• Collected data entries
────
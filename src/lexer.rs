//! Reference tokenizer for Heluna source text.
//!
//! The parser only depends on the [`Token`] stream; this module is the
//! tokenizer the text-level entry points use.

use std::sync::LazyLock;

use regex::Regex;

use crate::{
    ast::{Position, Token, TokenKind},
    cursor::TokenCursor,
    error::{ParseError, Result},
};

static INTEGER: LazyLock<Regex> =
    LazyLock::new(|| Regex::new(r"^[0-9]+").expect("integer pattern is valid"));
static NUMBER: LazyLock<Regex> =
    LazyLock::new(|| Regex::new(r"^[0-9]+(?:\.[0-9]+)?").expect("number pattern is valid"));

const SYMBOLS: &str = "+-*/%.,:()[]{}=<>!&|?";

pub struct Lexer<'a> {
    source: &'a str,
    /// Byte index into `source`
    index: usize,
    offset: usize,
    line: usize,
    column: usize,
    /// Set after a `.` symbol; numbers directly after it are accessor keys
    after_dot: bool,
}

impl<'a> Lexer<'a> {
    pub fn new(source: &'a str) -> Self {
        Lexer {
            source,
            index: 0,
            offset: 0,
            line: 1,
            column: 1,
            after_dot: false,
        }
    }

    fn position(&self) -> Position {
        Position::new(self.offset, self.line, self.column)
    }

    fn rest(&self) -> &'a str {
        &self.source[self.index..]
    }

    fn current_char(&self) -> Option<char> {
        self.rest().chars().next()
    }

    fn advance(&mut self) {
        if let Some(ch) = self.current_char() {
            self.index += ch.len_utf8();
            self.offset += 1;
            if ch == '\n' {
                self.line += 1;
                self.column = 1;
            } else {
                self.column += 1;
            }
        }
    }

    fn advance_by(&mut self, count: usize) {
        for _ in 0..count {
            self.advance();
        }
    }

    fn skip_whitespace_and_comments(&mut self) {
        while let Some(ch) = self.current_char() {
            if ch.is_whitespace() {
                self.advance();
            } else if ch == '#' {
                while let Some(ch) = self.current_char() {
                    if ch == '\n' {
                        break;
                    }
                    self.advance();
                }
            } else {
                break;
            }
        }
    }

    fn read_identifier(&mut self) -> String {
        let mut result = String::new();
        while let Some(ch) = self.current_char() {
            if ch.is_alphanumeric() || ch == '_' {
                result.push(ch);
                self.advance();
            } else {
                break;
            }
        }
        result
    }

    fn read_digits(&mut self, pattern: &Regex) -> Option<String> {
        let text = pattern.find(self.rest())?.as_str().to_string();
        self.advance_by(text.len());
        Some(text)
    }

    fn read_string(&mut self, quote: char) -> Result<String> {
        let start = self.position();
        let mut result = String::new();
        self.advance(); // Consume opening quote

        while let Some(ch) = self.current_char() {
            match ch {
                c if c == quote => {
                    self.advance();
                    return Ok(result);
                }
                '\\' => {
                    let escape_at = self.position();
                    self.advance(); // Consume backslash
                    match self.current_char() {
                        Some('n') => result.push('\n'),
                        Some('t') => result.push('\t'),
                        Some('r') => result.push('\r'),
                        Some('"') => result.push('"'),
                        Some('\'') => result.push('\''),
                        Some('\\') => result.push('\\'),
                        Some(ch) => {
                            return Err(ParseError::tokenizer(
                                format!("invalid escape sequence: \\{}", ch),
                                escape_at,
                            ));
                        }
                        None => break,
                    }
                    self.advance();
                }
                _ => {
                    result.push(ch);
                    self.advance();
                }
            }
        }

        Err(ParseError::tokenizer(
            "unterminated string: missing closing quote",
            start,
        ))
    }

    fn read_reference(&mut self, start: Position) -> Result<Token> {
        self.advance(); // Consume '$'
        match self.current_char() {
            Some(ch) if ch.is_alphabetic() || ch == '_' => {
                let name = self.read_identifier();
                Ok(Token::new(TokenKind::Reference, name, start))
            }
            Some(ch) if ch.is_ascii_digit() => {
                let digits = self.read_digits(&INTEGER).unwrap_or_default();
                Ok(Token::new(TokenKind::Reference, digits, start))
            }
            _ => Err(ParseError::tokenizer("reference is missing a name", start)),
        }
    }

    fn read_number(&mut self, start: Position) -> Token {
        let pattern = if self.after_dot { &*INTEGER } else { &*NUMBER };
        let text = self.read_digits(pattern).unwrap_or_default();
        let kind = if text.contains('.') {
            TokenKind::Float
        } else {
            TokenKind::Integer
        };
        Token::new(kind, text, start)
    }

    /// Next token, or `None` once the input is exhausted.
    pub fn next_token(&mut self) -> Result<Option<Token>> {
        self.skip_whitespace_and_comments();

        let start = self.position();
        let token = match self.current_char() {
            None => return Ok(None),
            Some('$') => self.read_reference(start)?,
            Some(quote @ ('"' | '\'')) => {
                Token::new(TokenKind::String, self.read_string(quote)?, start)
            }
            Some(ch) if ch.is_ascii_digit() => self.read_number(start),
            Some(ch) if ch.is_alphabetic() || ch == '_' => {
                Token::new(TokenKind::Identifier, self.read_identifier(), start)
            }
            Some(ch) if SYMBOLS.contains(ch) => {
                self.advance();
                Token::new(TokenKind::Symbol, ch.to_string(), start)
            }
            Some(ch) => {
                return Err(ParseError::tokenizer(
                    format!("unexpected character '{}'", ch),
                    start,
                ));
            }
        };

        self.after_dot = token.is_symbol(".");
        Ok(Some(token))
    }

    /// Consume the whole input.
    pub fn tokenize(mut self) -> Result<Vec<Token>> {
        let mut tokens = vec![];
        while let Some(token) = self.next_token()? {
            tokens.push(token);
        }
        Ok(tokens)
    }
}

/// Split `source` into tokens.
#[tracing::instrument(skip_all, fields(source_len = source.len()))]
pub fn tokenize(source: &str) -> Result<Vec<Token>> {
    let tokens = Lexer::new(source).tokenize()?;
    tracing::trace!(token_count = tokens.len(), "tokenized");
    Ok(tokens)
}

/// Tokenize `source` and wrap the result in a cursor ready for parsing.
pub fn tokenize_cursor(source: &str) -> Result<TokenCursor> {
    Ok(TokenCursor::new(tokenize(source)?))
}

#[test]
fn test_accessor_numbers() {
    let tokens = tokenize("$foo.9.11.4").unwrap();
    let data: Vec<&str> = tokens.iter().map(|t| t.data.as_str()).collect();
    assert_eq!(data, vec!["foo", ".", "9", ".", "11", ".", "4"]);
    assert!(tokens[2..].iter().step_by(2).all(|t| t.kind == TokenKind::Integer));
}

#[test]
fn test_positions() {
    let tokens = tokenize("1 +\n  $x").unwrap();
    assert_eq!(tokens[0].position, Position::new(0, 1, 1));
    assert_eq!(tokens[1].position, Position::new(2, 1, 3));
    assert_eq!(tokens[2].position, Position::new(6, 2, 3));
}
────
• WHAT THE TASK REQUIRES
Your task is to quote, without any alteration, the lines running from the top of the records to the line that holds "if let Some(ch)", both included.

• COMPLETED EXERCISE
filename src/lexer.rs
//! Reference tokenizer for Heluna source text.
//!
//! The parser only depends on the [`Token`] stream; this module is the
//! tokenizer the text-level entry points use.

use std::sync::LazyLock;

use regex::Regex;

use crate::{
    ast::{Position, Token, TokenKind},
    cursor::TokenCursor,
    error::{ParseError, Result},
};

static INTEGER: LazyLock<Regex> =
    LazyLock::new(|| Regex::new(r"^[0-9]+").expect("integer pattern is valid"));
static NUMBER: LazyLock<Regex> =
    LazyLock::new(|| Regex::new(r"^[0-9]+(?:\.[0-9]+)?").expect("number pattern is valid"));

const SYMBOLS: &str = "+-*/%.,:()[]{}=<>!&|?";

pub struct Lexer<'a> {
    source: &'a str,
    /// Byte index into `source`
    index: usize,
    offset: usize,
    line: usize,
    column: usize,
    /// Set after a `.` symbol; numbers directly after it are accessor keys
    after_dot: bool,
}

impl<'a> Lexer<'a> {
    pub fn new(source: &'a str) -> Self {
        Lexer {
            source,
            index: 0,
            offset: 0,
            line: 1,
            column: 1,
            after_dot: false,
        }
    }

    fn position(&self) -> Position {
        Position::new(self.offset, self.line, self.column)
    }

    fn rest(&self) -> &'a str {
        &self.source[self.index..]
    }

    fn current_char(&self) -> Option<char> {
        self.rest().chars().next()
    }

    fn advance(&mut self) {
        if let Some(ch) = self.current_char() {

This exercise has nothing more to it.